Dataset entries

*** Begin section ***

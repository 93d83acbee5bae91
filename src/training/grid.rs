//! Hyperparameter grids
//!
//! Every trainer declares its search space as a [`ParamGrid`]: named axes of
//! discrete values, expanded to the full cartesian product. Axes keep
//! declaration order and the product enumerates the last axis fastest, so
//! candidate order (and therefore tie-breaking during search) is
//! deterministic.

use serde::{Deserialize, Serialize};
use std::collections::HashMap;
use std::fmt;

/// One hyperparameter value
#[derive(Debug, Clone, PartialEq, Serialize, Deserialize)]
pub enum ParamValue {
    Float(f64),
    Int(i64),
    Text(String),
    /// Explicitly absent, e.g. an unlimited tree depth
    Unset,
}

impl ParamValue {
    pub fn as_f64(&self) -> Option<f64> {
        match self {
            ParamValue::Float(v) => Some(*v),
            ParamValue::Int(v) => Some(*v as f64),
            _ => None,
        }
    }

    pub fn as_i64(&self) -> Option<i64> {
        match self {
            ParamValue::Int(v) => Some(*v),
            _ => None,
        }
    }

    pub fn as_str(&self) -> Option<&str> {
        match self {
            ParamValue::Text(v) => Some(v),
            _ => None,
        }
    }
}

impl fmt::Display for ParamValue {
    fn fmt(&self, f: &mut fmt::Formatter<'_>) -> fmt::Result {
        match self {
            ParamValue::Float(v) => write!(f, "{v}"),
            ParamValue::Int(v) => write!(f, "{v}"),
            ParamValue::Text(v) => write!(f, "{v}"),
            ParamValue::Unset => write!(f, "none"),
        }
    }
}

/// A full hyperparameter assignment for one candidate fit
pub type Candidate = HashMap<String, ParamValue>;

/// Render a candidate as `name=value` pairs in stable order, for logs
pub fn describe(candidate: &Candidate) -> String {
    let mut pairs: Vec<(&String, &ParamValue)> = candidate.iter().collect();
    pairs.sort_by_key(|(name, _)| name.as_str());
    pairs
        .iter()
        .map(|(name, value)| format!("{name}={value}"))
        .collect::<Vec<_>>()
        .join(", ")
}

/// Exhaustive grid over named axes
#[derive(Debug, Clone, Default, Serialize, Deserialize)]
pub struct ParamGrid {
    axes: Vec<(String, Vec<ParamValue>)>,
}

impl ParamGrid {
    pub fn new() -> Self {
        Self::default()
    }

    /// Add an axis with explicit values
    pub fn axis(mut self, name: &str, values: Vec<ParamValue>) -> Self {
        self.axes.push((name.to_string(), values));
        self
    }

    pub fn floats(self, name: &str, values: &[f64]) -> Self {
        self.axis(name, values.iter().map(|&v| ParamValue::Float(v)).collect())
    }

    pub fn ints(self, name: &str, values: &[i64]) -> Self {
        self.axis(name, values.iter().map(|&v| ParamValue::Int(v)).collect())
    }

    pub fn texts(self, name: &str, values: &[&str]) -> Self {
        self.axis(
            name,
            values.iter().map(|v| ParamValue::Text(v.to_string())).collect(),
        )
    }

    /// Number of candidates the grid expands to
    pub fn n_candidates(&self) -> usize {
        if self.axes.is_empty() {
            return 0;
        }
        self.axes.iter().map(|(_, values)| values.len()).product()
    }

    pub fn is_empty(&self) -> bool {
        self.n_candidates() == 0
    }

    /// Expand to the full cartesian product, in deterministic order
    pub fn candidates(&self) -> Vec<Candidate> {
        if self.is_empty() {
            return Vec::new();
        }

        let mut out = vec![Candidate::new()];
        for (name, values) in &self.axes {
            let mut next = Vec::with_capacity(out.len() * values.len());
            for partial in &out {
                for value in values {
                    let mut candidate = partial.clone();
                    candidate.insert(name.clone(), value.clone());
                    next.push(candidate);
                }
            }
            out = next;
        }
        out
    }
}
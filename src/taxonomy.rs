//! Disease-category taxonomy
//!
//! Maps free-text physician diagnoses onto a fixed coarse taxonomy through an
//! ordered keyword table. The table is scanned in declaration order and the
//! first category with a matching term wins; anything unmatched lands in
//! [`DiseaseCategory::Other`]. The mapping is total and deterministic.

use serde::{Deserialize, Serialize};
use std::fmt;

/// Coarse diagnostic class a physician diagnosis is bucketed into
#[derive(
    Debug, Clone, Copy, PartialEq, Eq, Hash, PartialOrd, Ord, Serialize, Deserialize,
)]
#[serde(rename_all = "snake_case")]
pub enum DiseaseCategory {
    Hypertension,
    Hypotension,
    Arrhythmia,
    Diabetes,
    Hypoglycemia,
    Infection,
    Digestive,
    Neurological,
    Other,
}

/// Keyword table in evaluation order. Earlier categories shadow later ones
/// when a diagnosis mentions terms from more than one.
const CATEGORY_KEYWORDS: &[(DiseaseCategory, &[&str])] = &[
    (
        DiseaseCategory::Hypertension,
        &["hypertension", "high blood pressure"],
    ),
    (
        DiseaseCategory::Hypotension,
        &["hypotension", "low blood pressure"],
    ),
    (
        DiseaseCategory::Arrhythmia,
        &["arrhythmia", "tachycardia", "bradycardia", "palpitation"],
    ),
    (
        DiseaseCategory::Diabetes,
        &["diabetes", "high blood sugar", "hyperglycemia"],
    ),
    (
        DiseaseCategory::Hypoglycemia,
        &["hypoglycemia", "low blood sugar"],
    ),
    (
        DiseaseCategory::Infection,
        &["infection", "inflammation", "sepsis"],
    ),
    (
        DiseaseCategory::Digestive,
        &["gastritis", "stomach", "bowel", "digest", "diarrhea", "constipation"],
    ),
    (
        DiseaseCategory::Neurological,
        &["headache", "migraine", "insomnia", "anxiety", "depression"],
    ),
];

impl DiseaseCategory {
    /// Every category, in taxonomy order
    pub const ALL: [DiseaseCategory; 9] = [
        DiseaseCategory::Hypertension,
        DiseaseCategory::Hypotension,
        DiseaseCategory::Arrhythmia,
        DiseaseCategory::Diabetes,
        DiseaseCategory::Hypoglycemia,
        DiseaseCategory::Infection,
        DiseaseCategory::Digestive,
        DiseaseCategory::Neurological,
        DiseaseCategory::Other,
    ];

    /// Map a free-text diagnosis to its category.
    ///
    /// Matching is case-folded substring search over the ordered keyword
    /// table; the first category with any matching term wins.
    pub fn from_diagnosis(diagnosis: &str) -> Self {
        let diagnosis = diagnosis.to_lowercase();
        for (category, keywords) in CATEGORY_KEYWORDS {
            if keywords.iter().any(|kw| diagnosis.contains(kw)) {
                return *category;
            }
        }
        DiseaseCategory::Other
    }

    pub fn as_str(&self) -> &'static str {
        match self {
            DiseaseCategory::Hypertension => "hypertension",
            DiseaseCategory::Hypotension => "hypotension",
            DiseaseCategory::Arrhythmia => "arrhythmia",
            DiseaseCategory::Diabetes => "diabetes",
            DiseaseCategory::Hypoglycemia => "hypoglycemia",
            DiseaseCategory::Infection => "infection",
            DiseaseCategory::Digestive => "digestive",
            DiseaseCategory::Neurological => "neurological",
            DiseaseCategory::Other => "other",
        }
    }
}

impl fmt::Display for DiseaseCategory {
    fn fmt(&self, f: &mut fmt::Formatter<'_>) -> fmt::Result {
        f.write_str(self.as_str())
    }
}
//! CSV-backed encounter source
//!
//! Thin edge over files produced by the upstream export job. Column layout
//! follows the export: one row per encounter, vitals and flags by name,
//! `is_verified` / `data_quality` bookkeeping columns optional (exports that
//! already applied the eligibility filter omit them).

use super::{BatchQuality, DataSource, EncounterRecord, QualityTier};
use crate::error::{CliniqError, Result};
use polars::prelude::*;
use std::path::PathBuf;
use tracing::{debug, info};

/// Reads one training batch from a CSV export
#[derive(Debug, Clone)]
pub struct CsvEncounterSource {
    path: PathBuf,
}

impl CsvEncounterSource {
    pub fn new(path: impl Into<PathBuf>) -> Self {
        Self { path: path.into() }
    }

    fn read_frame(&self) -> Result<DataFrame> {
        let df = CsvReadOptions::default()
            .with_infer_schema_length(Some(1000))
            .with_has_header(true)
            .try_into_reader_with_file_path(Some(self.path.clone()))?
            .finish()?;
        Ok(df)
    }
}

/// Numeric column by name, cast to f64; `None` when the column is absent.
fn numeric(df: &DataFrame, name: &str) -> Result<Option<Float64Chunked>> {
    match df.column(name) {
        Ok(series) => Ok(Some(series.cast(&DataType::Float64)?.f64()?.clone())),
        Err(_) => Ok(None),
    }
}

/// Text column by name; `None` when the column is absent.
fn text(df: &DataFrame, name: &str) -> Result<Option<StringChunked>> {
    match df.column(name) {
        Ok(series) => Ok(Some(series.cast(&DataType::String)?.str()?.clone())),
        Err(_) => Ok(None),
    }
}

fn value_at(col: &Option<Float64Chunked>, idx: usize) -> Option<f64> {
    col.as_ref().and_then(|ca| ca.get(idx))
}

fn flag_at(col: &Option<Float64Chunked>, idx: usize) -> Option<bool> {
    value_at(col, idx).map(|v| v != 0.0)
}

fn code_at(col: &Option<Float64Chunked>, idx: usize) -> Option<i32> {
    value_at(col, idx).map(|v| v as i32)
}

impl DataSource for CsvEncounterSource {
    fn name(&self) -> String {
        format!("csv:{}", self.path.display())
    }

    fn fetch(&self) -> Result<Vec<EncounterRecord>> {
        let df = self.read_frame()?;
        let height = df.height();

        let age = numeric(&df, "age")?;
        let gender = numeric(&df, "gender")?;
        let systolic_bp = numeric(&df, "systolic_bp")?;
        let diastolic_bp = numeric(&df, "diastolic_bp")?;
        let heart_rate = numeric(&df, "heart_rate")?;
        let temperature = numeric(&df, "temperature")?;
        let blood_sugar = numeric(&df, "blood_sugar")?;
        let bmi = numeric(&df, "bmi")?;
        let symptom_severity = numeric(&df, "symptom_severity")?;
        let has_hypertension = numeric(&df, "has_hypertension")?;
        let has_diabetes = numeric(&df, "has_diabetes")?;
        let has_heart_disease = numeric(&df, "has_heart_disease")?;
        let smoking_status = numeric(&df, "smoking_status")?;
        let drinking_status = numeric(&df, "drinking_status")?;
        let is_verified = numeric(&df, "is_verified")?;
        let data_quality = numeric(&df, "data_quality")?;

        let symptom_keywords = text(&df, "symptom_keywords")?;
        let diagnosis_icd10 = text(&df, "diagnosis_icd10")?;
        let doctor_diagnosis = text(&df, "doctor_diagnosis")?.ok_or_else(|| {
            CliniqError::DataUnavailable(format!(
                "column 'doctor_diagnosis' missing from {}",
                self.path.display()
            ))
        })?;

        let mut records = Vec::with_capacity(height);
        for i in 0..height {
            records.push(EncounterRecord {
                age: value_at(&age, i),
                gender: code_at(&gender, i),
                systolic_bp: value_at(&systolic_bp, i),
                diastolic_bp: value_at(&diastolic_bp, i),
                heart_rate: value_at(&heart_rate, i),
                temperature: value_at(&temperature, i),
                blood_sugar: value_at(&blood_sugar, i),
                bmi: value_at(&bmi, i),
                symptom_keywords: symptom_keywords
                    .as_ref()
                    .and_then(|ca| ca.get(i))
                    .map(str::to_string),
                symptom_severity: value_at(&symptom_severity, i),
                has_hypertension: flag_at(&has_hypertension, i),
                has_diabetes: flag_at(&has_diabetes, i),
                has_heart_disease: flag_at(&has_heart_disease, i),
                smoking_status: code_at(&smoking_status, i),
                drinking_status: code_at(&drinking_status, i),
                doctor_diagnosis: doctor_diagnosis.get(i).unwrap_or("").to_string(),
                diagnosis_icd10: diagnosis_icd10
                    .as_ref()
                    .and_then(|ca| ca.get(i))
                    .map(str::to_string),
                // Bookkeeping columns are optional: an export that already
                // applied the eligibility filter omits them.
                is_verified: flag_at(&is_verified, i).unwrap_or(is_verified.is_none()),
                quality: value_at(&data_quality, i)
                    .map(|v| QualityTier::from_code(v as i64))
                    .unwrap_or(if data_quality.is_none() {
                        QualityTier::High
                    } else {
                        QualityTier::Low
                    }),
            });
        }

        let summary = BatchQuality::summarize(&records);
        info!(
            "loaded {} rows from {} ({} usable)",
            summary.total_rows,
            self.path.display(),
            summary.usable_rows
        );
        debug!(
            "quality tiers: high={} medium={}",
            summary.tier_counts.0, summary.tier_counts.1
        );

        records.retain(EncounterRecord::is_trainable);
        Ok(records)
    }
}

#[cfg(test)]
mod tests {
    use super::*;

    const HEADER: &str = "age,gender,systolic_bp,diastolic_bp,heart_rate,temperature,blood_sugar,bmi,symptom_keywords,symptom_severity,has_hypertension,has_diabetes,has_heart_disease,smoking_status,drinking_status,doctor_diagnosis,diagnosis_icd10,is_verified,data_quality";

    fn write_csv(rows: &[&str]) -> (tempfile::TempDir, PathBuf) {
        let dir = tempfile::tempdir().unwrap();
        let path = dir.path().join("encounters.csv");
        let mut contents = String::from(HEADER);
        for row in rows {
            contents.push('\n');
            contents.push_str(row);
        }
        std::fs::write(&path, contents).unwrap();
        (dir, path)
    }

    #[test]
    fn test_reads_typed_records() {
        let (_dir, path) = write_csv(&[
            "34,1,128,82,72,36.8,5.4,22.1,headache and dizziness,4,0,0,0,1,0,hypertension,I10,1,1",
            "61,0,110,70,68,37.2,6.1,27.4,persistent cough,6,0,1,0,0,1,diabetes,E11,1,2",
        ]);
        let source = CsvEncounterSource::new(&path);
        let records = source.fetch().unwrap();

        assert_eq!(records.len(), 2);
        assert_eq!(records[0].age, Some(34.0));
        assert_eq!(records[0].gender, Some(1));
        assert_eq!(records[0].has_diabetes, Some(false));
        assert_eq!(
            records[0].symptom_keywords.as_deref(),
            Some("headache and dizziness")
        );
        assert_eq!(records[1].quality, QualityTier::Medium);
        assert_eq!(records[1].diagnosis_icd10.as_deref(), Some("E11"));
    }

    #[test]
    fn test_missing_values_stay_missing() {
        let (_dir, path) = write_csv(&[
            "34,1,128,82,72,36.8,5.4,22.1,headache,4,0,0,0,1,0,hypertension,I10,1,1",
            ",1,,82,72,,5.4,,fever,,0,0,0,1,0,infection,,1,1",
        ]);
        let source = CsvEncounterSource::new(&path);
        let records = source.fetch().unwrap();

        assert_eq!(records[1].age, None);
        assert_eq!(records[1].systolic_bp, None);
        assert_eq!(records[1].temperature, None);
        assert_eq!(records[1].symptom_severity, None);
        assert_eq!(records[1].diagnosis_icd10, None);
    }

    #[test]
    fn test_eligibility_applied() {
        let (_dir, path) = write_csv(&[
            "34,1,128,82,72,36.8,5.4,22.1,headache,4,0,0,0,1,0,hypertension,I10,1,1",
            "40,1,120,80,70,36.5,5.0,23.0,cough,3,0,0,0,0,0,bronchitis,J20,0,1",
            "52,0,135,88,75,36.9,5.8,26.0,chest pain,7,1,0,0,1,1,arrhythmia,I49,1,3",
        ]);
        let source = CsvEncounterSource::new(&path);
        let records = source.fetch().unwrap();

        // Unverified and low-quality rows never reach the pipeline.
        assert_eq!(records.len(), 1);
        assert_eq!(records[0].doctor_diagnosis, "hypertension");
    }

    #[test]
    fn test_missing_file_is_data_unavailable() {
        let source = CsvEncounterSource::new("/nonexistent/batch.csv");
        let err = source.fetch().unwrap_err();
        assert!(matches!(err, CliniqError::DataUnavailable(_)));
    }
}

*** End section ***

If a line in the data holds the word "DataUnavailable", count it, then state the total alone.

2